Hematopoietic stem cell transplantation (HSCT) has become the treatment of choice to cure or improve the outcomes of a wide variety of haematological malignancies and disorders.^1–4 HSCT can be performed by the transfer of hematopoietic stem cells from the donor to the recipient (allogeneic HSCT) or by the return of previously harvested cells of the same individual (autologous HSCT) after administration of conditioning regimens.⁴ Myeloablative (MA) conditioning leads to profound pancytopenia, and also breaks down mucosal barriers, which might result in seeding of residing microorganisms of the gastrointestinal system into the bloodstream. Therefore, infectious complications begin to appear in the early post-transplant period.

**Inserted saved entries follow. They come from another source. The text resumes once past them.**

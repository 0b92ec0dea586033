// RGB Engine: deterministic validation of client-side-validated asset
// contracts.
//
// SPDX-License-Identifier: Apache-2.0
//
// Written in 2019-2025 by
//     Dr Maxim Orlovsky <orlovsky@lnp-bp.org>
//
// Copyright (C) 2019-2025 LNP/BP Standards Association. All rights reserved.
// Copyright (C) 2019-2025 Dr Maxim Orlovsky. All rights reserved.
//
// Licensed under the Apache License, Version 2.0 (the "License");
// you may not use this file except in compliance with the License.
// You may obtain a copy of the License at
//
//     http://www.apache.org/licenses/LICENSE-2.0
//
// Unless required by applicable law or agreed to in writing, software
// distributed under the License is distributed on an "AS IS" BASIS,
// WITHOUT WARRANTIES OR CONDITIONS OF ANY KIND, either express or implied.
// See the License for the specific language governing permissions and
// limitations under the License.

use std::fmt::{self, Display, Formatter};

use super::FieldName;
use crate::contract::CommitHasher;

/// Arithmetic expression over unsigned 64-bit values evaluated by the
/// predicate machine.
///
/// Variables refer to the evaluation bindings prepared by the validation
/// engine for the operation under check (input and output sums, global field
/// values, cumulative contract state).
#[derive(Clone, PartialEq, Eq, Hash, Debug)]
#[cfg_attr(
    feature = "serde",
    derive(Serialize, Deserialize),
    serde(rename_all = "camelCase")
)]
pub enum Expr {
    Const(u64),
    Var(FieldName),
    Add(Box<Expr>, Box<Expr>),
}

impl Expr {
    pub fn var(name: impl Into<FieldName>) -> Self { Expr::Var(name.into()) }

    pub fn add(lhs: Expr, rhs: Expr) -> Self { Expr::Add(Box::new(lhs), Box::new(rhs)) }

    pub(crate) fn commit(&self, hasher: &mut CommitHasher) {
        match self {
            Expr::Const(val) => {
                hasher.commit_u8(0);
                hasher.commit_u64(*val);
            }
            Expr::Var(name) => {
                hasher.commit_u8(1);
                hasher.commit_str(name.as_str());
            }
            Expr::Add(lhs, rhs) => {
                hasher.commit_u8(2);
                lhs.commit(hasher);
                rhs.commit(hasher);
            }
        }
    }
}

impl From<u64> for Expr {
    fn from(val: u64) -> Self { Expr::Const(val) }
}

impl Display for Expr {
    fn fmt(&self, f: &mut Formatter<'_>) -> fmt::Result {
        match self {
            Expr::Const(val) => Display::fmt(val, f),
            Expr::Var(name) => Display::fmt(name, f),
            Expr::Add(lhs, rhs) => write!(f, "({lhs} + {rhs})"),
        }
    }
}

/// Boolean condition attached by a schema to an operation type.
///
/// Predicates are total: evaluation either produces a boolean or aborts the
/// whole validation with an evaluation error (unbound variable, arithmetic
/// overflow). They carry no loops or recursion, so evaluation always
/// terminates.
#[derive(Clone, PartialEq, Eq, Hash, Debug)]
#[cfg_attr(
    feature = "serde",
    derive(Serialize, Deserialize),
    serde(rename_all = "camelCase")
)]
pub enum Predicate {
    /// Trivially true; used by operations whose structural checks suffice.
    Any,
    Eq(Expr, Expr),
    LtEq(Expr, Expr),
    /// True when the named binding is present, regardless of its value.
    Defined(FieldName),
    Not(Box<Predicate>),
    All(Vec<Predicate>),
    AnyOf(Vec<Predicate>),
    /// Per-token conservation over the named allocation-kind owned type: for
    /// each token index appearing among the closed inputs or the produced
    /// outputs, the sum of input fraction units must equal the sum of output
    /// units. Tokens cannot be minted, melted or change identity in flight.
    TokensConserved(FieldName),
    /// Per-token completeness over the named allocation-kind owned type: the
    /// fraction units produced for every minted token must sum exactly to the
    /// value of the expression.
    TokensComplete(FieldName, Expr),
}

impl Predicate {
    pub fn eq(lhs: impl Into<Expr>, rhs: impl Into<Expr>) -> Self {
        Predicate::Eq(lhs.into(), rhs.into())
    }

    pub fn lt_eq(lhs: impl Into<Expr>, rhs: impl Into<Expr>) -> Self {
        Predicate::LtEq(lhs.into(), rhs.into())
    }

    pub fn defined(name: impl Into<FieldName>) -> Self { Predicate::Defined(name.into()) }

    pub fn not(inner: Predicate) -> Self { Predicate::Not(Box::new(inner)) }

    pub fn all(preds: impl IntoIterator<Item = Predicate>) -> Self {
        Predicate::All(preds.into_iter().collect())
    }

    pub fn any_of(preds: impl IntoIterator<Item = Predicate>) -> Self {
        Predicate::AnyOf(preds.into_iter().collect())
    }

    pub fn tokens_conserved(name: impl Into<FieldName>) -> Self {
        Predicate::TokensConserved(name.into())
    }

    pub fn tokens_complete(name: impl Into<FieldName>, whole: impl Into<Expr>) -> Self {
        Predicate::TokensComplete(name.into(), whole.into())
    }

    pub(crate) fn commit(&self, hasher: &mut CommitHasher) {
        match self {
            Predicate::Any => hasher.commit_u8(0),
            Predicate::Eq(lhs, rhs) => {
                hasher.commit_u8(1);
                lhs.commit(hasher);
                rhs.commit(hasher);
            }
            Predicate::LtEq(lhs, rhs) => {
                hasher.commit_u8(2);
                lhs.commit(hasher);
                rhs.commit(hasher);
            }
            Predicate::Defined(name) => {
                hasher.commit_u8(3);
                hasher.commit_str(name.as_str());
            }
            Predicate::Not(inner) => {
                hasher.commit_u8(4);
                inner.commit(hasher);
            }
            Predicate::All(preds) => {
                hasher.commit_u8(5);
                hasher.commit_u64(preds.len() as u64);
                for pred in preds {
                    pred.commit(hasher);
                }
            }
            Predicate::AnyOf(preds) => {
                hasher.commit_u8(6);
                hasher.commit_u64(preds.len() as u64);
                for pred in preds {
                    pred.commit(hasher);
                }
            }
            Predicate::TokensConserved(name) => {
                hasher.commit_u8(7);
                hasher.commit_str(name.as_str());
            }
            Predicate::TokensComplete(name, whole) => {
                hasher.commit_u8(8);
                hasher.commit_str(name.as_str());
                whole.commit(hasher);
            }
        }
    }
}

impl Display for Predicate {
    fn fmt(&self, f: &mut Formatter<'_>) -> fmt::Result {
        match self {
            Predicate::Any => f.write_str("any"),
            Predicate::Eq(lhs, rhs) => write!(f, "{lhs} = {rhs}"),
            Predicate::LtEq(lhs, rhs) => write!(f, "{lhs} <= {rhs}"),
            Predicate::Defined(name) => write!(f, "defined({name})"),
            Predicate::Not(inner) => write!(f, "!({inner})"),
            Predicate::All(preds) => {
                f.write_str("all(")?;
                for (pos, pred) in preds.iter().enumerate() {
                    if pos > 0 {
                        f.write_str(", ")?;
                    }
                    Display::fmt(pred, f)?;
                }
                f.write_str(")")
            }
            Predicate::AnyOf(preds) => {
                f.write_str("anyOf(")?;
                for (pos, pred) in preds.iter().enumerate() {
                    if pos > 0 {
                        f.write_str(", ")?;
                    }
                    Display::fmt(pred, f)?;
                }
                f.write_str(")")
            }
            Predicate::TokensConserved(name) => write!(f, "tokensConserved({name})"),
            Predicate::TokensComplete(name, whole) => {
                write!(f, "tokensComplete({name}, {whole})")
            }
        }
    }
}
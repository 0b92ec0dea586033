// RGB Engine: deterministic validation of client-side-validated asset
// contracts.
//
// SPDX-License-Identifier: Apache-2.0
//
// Written in 2019-2025 by
//     Dr Maxim Orlovsky <orlovsky@lnp-bp.org>
//
// Copyright (C) 2019-2025 LNP/BP Standards Association. All rights reserved.
// Copyright (C) 2019-2025 Dr Maxim Orlovsky. All rights reserved.
//
// Licensed under the Apache License, Version 2.0 (the "License");
// you may not use this file except in compliance with the License.
// You may obtain a copy of the License at
//
//     http://www.apache.org/licenses/LICENSE-2.0
//
// Unless required by applicable law or agreed to in writing, software
// distributed under the License is distributed on an "AS IS" BASIS,
// WITHOUT WARRANTIES OR CONDITIONS OF ANY KIND, either express or implied.
// See the License for the specific language governing permissions and
// limitations under the License.

//! RGB25 collectible fungible asset schema: a fungible asset named like a
//! collectible, without a ticker.

use super::*;
use crate::schema::{
    Aggregator, Expr, FieldKind, GlobalStateSchema, Occurrences, OperationSchema,
    OwnedStateSchema, Predicate, Schema, StateKind,
};

/// Fixed-supply collectible fungible asset.
pub fn collectible() -> Schema {
    Schema {
        name: "RGB25-CFA".into(),
        global_types: bmap! {
            GS_NAME => GlobalStateSchema::once("name", FieldKind::Text),
            GS_DETAILS => GlobalStateSchema::once("details", FieldKind::Text),
            GS_PRECISION => GlobalStateSchema::once("precision", FieldKind::Num),
            GS_ISSUED => GlobalStateSchema::many("issued", FieldKind::Num),
        },
        owned_types: bmap! {
            OS_AMOUNT => OwnedStateSchema::with("balance", StateKind::Amount),
        },
        genesis: OperationSchema::new("issue", "sumMismatch")
            .global(GS_NAME, Occurrences::Once)
            .global(GS_DETAILS, Occurrences::NoneOrOnce)
            .global(GS_PRECISION, Occurrences::Once)
            .global(GS_ISSUED, Occurrences::Once)
            .assigns(OS_AMOUNT, Occurrences::OnceOrMore)
            .predicate(Predicate::eq(
                Expr::var("op.issued.sum"),
                Expr::var("out.balance.sum"),
            )),
        transitions: bmap! {
            TS_TRANSFER => OperationSchema::new("transfer", "inflation")
                .closes(OS_AMOUNT, Occurrences::OnceOrMore)
                .assigns(OS_AMOUNT, Occurrences::OnceOrMore)
                .predicate(Predicate::eq(
                    Expr::var("in.balance.sum"),
                    Expr::var("out.balance.sum"),
                )),
        },
        max_supply: None,
        aggregators: bmap! {
            "knownIssued".into() => Aggregator::SumV(GS_ISSUED),
            "totalIssued".into() => Aggregator::SumV(GS_ISSUED),
            "circulating".into() => Aggregator::SumV(GS_ISSUED),
        },
    }
}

Nonmyeloablative (NMA) conditioning has the advantages of reduced regimen-related toxicity and transplant-related mortality. Therefore, patients being referred for HSCT but not eligible to receive a myeloablative conditioning may have the opportunity to benefit from HSCT. Recipients of NMA allogeneic HSCT experience a heterogeneous duration and degree of pancytopenia according to the administered regimen. NMA regimens with lower mucosal toxicity and myelosuppression provide a low incidence of infectious complications within the early period after transplantation. Immune recovery after NMA regimens was shown to be faster than that was seen following MA regimens, and improved immune reconstitution was associated with lower incidence of life-threatening infectious complications. Even though myelosuppressive potential of NMA regimens seems to be milder than MA regimens, the severity and duration of lymphodepletion is assumed to be similar, because of the implementation of immunosuppressive treatment to prevent graft rejection.^4–8

Risk factors for bacterial and resistant bacterial infections in patients with HSCT

Infectious complications are the major contributors of morbidity and mortality, especially within one year following HSCT. In the early post-transplant period, presence of neutropenia and mucosal damage predispose patients to infections. Presence and severity of graft-versus-host disease (GVHD) and immunosuppressive treatment for it have a considerable impact on the degree of overall immunosuppression and risk of infection.^4,7 The frequent use of central venous catheters brings about a substantial risk for severe, often recurrent, and potentially lethal infections.^9–11 Recipient factors such as age, comorbidities, and previous exposure to infectious agents prior to transplant, and the type of transplant, due to the distinct duration required for immune reconstitution, also influence the risk of infectious complications.⁴

Initiating broad-spectrum empirical antibacterial therapy results in decreased mortality in febrile neutropenic HSCT recipients. On the other hand, the use of such therapy has the risk of selection of resistant pathogens.^9,12–14 Fluoroquinolone prophylaxis in haematology settings led emerging fluoroquinolone resistance.^15–20 This prophylaxis has also been associated with emerging methicillin-resistant Staphylococcus aureus (MRSA), multidrug-resistant (MDR) Escherichia coli, and Pseudomonas aeruginosa bacteraemia, and Clostridium difficile infections.^21–25 Consequently, empirical carbapenem use in patients receiving quinolone prophylaxis has increased, a practice may, in turn, result in increased carbapenem-resistant bacterial infections.^16,26 In addition, prolonged and/or repeated hospitalisations, intensive care unit (ICU) stay, severity of illness, healthcare-associated infections, presence of urinary catheter and older age are considered as major risk factors for resistant bacterial infections.^12,26–30 Main risk factors for certain resistant bacterial infections are summarised in the Table 1.

Table 1.

Risks factor for certain resistant bacterial infections (29)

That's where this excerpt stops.